=== Problem details ===
Find the word "Serialize" in the data. Return every line where it appears.

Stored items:
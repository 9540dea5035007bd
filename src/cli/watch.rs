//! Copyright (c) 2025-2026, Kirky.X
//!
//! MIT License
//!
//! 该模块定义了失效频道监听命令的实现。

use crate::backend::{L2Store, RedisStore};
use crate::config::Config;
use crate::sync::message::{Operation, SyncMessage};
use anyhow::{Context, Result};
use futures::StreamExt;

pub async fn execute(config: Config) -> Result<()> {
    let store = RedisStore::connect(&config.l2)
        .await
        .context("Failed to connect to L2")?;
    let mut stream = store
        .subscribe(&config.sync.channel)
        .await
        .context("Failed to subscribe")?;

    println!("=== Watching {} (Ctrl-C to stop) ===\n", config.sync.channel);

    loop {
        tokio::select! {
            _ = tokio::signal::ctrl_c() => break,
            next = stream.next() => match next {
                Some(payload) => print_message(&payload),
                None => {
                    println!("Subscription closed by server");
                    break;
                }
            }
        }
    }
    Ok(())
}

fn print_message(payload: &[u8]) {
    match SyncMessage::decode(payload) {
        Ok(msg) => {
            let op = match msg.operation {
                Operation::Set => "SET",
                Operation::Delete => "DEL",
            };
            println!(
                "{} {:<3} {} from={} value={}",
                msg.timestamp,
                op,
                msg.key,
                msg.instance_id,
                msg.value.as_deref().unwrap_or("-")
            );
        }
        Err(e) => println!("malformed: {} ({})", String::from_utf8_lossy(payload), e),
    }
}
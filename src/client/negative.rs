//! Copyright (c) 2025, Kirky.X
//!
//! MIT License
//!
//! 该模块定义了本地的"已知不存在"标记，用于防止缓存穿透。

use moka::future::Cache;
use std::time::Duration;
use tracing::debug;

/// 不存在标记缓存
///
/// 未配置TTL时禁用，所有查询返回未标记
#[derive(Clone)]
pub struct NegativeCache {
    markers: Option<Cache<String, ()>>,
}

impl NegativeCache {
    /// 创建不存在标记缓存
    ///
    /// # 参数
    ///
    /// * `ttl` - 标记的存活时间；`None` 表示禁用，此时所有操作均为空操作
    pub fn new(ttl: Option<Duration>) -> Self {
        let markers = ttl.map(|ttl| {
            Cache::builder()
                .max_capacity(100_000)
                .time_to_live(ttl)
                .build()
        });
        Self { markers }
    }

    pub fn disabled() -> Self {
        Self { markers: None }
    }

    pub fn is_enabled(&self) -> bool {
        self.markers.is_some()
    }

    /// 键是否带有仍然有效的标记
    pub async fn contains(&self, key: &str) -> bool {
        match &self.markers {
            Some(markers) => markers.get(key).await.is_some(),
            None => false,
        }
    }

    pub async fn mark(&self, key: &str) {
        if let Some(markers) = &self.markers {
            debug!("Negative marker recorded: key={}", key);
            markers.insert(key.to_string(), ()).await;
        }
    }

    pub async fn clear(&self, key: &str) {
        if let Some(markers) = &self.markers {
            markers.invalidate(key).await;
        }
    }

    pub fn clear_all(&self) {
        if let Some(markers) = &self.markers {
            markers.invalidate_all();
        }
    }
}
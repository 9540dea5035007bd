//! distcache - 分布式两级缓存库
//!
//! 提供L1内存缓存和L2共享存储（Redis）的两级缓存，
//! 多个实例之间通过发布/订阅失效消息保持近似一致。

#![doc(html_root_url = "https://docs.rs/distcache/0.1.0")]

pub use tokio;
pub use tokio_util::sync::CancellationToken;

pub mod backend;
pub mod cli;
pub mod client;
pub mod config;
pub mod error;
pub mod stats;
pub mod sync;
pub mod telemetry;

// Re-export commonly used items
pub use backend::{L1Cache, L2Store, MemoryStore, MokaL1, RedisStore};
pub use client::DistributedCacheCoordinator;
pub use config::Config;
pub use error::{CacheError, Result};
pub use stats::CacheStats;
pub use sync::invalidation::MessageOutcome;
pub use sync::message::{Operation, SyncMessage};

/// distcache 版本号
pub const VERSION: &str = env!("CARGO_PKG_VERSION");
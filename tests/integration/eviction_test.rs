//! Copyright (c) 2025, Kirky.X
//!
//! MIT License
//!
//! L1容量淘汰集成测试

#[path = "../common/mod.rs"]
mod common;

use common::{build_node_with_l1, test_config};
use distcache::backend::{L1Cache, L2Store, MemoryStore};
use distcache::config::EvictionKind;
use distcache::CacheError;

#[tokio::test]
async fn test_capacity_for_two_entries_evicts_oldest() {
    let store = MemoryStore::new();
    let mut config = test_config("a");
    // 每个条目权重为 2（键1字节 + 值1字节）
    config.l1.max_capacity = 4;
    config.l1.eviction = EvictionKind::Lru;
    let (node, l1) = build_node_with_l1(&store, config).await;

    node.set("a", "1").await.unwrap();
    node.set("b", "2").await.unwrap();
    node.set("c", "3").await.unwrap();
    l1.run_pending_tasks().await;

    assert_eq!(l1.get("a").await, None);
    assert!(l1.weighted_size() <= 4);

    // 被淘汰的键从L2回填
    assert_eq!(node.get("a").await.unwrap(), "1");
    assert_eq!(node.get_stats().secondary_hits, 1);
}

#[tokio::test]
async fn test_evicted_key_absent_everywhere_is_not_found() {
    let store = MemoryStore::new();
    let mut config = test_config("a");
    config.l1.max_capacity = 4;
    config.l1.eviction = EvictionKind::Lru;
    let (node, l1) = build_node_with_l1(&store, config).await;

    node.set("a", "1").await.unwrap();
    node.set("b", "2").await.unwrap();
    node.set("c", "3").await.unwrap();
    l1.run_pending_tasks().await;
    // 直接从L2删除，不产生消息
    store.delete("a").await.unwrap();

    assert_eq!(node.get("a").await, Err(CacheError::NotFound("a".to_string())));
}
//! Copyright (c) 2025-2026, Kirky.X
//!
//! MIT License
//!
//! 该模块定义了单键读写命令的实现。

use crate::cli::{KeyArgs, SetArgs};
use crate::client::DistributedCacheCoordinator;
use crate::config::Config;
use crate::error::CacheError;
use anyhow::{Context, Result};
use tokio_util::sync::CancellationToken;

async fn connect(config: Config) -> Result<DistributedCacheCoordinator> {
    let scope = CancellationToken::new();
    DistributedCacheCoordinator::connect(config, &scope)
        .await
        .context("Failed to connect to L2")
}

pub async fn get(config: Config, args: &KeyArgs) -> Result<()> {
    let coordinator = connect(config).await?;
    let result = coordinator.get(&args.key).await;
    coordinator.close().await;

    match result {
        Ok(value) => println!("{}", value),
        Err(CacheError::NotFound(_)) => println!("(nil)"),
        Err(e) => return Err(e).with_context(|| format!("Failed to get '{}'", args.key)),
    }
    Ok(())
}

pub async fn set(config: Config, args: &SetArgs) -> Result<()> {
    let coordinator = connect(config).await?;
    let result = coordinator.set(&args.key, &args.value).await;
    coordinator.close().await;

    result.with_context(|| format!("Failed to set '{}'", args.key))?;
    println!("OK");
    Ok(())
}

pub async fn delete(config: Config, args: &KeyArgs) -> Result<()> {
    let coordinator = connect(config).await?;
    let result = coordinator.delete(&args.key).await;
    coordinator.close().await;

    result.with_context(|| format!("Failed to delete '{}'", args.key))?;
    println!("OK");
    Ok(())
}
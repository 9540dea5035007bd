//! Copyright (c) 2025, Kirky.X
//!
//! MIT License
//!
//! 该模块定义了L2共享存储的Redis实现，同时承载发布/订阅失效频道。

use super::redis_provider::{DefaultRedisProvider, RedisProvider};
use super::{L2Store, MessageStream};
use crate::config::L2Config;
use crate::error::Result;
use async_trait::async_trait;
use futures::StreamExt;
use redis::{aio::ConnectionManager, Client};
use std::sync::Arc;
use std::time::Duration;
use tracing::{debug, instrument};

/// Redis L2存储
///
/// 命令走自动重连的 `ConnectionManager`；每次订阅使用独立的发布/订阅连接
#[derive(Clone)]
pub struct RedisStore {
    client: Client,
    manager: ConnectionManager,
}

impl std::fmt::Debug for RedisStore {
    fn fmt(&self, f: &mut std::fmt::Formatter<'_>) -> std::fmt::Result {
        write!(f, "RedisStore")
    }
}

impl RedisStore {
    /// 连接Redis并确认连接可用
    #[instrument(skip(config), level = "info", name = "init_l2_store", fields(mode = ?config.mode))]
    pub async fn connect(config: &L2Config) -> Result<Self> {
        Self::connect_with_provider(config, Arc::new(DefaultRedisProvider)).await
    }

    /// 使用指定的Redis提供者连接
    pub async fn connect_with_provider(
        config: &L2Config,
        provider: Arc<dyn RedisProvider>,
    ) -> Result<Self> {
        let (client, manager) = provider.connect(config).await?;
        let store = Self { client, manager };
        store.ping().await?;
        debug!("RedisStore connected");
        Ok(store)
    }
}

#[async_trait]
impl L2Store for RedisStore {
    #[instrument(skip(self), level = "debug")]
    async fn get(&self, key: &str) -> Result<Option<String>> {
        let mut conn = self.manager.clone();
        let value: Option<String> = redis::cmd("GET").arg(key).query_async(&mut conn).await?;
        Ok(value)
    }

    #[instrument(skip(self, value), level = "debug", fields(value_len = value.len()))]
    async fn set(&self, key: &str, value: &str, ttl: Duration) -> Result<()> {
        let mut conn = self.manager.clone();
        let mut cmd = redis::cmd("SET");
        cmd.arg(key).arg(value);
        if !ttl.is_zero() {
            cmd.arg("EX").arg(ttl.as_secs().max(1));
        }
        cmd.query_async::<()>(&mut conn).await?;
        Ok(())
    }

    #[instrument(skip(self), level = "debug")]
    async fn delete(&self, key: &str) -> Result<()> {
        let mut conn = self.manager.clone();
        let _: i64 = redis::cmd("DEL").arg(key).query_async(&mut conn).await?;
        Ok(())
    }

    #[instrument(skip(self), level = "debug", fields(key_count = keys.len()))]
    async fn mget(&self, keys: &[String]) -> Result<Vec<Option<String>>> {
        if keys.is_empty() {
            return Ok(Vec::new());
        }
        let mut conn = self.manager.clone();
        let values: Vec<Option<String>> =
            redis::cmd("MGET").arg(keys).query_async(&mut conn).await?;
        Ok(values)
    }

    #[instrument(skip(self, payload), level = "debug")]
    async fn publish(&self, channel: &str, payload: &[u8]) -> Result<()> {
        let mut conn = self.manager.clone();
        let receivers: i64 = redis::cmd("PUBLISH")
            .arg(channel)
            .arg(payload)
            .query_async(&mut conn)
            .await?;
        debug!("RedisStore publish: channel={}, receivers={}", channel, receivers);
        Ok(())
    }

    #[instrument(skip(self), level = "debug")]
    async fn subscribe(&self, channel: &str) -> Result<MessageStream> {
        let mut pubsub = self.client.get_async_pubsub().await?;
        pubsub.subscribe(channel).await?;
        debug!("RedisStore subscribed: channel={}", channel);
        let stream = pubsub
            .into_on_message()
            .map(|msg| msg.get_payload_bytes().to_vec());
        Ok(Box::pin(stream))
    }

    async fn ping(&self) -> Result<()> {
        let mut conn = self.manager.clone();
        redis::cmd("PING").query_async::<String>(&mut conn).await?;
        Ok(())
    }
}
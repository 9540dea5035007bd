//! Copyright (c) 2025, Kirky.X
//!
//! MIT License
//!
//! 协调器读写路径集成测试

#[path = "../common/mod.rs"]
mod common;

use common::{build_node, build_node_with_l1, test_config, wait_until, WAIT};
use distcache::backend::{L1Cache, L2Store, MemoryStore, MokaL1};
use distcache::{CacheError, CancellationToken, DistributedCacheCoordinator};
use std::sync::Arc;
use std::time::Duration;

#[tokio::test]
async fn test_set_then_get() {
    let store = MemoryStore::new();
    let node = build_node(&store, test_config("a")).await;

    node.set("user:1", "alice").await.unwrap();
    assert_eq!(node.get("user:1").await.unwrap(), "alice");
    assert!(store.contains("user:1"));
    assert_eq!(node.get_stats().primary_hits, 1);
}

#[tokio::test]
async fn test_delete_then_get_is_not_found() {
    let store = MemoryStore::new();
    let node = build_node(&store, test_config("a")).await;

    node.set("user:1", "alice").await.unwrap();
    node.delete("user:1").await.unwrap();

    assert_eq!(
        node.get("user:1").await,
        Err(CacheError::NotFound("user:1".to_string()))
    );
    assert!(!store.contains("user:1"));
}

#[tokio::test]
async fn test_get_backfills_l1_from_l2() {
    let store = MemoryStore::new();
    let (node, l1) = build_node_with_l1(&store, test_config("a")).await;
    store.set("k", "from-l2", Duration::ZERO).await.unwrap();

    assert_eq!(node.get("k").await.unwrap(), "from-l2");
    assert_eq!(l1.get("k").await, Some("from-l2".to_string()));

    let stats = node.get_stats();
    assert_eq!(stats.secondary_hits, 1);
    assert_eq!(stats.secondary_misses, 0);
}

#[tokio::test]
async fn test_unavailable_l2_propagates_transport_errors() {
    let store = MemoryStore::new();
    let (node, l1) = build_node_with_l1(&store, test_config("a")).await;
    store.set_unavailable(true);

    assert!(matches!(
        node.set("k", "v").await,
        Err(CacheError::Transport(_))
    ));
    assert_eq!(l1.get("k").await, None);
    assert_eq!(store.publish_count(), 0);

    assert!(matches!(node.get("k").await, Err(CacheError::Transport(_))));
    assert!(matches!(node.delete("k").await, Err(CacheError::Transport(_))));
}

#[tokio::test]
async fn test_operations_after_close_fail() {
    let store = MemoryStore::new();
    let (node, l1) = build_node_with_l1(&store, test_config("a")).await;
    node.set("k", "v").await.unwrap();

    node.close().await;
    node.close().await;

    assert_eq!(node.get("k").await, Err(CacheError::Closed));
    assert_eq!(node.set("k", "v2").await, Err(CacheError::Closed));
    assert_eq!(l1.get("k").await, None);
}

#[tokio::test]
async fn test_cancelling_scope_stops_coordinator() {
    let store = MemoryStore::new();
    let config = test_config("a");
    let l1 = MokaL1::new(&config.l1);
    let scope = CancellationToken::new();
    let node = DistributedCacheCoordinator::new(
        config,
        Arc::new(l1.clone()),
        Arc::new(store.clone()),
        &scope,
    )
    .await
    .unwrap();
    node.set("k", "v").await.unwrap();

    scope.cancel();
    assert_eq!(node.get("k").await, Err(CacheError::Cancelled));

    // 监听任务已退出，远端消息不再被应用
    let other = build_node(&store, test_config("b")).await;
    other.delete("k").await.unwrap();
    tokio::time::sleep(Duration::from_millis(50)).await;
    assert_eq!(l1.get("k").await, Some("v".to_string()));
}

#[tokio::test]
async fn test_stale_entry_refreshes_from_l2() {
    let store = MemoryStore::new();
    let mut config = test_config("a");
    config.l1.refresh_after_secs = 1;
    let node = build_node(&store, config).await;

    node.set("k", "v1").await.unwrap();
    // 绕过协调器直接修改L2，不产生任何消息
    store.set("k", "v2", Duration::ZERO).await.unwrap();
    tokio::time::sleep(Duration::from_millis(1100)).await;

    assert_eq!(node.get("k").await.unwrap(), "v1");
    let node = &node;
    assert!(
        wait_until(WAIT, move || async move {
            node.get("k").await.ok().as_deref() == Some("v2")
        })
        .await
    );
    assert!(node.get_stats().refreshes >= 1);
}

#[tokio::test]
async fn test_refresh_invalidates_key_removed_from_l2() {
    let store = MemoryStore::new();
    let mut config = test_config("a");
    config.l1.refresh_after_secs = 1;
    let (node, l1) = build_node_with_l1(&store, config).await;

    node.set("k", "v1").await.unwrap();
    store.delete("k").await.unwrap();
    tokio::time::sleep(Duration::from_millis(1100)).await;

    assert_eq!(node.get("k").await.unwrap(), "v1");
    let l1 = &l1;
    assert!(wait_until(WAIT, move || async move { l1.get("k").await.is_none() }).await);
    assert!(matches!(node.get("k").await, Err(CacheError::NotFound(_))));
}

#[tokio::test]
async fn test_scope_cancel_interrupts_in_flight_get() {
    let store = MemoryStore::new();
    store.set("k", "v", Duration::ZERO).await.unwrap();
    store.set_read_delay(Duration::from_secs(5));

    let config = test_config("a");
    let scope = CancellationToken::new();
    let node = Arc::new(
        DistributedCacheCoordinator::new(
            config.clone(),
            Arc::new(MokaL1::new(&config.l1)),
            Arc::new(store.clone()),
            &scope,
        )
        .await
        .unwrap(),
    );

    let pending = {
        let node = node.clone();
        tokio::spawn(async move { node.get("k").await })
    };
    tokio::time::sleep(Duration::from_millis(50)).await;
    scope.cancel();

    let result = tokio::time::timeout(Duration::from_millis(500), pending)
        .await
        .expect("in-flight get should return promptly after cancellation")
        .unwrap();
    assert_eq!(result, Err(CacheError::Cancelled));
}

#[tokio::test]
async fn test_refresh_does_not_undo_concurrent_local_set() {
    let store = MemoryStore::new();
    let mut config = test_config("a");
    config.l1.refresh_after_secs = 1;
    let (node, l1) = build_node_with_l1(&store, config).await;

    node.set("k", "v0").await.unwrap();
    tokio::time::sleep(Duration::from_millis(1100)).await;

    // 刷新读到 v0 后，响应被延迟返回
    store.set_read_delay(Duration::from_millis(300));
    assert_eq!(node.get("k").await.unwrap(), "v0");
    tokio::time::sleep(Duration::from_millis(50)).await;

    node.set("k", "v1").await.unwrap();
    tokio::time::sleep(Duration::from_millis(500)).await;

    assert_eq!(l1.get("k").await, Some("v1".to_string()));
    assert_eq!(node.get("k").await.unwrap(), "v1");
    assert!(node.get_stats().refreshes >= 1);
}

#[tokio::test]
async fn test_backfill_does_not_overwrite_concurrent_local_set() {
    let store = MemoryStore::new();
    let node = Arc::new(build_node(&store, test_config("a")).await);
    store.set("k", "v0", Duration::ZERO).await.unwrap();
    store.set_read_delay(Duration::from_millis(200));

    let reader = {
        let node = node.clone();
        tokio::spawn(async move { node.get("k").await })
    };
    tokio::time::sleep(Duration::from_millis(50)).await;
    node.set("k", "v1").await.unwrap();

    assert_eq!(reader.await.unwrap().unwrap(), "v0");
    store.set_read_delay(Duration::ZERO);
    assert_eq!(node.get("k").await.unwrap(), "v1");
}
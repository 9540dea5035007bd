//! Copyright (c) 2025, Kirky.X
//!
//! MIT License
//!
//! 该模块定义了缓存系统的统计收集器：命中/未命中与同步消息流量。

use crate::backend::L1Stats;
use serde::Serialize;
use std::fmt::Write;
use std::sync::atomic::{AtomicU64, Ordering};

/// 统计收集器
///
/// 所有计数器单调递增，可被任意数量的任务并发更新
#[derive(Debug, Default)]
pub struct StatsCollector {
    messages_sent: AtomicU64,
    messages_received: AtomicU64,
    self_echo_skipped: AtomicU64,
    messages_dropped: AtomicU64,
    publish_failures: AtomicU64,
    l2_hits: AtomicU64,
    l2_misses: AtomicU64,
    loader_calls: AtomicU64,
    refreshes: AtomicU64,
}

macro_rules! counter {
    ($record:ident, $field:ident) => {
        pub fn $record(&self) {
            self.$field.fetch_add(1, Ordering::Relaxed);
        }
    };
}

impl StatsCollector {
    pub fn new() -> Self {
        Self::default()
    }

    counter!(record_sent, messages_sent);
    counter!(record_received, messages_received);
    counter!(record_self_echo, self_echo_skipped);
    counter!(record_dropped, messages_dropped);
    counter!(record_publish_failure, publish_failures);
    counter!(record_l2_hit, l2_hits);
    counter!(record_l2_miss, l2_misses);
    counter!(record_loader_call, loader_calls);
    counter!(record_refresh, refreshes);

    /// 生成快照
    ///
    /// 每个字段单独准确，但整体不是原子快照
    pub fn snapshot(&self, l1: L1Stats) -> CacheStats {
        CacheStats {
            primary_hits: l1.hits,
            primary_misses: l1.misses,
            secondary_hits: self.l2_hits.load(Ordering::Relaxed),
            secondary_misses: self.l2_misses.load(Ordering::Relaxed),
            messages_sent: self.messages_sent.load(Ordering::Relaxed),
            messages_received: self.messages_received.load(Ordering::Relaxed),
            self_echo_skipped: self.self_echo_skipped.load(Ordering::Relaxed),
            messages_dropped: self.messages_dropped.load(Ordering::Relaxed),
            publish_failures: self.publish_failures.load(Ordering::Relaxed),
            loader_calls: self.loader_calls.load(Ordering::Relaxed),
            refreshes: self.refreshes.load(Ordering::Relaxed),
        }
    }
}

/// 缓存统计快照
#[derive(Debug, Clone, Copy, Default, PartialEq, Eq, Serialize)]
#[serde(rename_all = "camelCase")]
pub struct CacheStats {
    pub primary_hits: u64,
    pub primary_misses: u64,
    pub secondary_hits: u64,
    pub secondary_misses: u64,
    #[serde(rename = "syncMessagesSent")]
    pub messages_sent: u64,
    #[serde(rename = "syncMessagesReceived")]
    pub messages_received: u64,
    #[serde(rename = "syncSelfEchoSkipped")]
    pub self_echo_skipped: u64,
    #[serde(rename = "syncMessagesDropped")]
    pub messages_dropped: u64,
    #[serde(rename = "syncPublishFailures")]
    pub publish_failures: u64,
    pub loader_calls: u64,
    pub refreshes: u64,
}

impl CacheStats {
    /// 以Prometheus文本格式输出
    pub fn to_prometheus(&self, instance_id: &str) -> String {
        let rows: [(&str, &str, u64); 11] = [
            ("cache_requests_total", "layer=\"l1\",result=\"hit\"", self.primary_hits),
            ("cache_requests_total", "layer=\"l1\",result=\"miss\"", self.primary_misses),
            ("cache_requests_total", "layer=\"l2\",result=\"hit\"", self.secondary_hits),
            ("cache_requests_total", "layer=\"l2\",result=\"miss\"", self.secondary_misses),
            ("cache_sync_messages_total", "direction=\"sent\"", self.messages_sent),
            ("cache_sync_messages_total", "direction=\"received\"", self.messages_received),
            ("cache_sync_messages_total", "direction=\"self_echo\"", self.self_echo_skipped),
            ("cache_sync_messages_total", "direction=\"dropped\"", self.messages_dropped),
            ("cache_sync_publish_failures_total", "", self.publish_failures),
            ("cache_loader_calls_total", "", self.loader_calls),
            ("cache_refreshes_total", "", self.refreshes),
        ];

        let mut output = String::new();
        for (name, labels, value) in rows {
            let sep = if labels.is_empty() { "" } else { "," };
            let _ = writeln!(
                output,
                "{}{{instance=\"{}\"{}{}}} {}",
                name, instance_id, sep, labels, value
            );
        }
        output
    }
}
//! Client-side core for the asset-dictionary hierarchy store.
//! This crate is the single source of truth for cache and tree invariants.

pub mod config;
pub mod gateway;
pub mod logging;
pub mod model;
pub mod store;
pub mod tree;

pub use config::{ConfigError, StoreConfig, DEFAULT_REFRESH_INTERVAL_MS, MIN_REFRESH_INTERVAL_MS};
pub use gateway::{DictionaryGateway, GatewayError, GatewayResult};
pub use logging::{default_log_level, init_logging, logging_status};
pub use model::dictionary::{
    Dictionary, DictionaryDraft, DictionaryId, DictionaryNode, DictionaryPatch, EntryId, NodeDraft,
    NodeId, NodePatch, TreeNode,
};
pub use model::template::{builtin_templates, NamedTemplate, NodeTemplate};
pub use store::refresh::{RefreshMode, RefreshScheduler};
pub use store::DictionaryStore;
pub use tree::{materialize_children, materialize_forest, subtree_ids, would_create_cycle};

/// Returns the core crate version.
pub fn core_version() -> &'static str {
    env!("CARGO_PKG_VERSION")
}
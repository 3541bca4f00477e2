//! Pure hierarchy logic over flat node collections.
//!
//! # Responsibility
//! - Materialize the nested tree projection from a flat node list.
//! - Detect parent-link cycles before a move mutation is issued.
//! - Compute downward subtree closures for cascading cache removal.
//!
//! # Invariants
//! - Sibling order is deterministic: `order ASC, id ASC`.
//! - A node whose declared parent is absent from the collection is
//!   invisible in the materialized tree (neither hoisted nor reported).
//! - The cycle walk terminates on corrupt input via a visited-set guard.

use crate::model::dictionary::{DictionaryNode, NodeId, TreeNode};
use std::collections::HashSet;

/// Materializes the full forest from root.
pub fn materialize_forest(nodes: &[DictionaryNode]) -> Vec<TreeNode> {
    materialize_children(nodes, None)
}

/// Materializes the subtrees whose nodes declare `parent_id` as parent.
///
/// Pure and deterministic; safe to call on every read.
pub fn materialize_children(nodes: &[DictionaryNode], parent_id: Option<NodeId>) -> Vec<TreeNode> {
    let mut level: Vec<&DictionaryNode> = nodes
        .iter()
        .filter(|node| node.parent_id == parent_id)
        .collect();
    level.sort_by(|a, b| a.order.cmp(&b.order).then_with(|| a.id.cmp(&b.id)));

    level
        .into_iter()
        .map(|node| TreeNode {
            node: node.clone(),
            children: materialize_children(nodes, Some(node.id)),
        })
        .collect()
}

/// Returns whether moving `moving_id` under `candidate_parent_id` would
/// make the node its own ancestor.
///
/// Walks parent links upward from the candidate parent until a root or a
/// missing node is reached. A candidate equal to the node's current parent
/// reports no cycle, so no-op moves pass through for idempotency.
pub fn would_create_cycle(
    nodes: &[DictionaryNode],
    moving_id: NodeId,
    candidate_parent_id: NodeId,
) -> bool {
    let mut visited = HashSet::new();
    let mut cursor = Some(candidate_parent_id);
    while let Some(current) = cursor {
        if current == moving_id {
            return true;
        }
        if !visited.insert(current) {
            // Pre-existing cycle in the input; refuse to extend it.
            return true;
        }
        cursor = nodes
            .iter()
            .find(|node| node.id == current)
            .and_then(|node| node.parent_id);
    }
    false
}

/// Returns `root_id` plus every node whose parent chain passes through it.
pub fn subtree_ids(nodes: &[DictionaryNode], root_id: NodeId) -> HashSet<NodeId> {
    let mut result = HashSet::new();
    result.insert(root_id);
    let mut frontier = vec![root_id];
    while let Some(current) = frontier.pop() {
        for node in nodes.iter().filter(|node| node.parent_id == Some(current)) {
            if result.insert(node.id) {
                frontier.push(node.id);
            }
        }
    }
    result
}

=== Exercise solution ===
use serde::Serialize;
#[derive(Debug, Clone, Copy, Default, PartialEq, Eq, Serialize)]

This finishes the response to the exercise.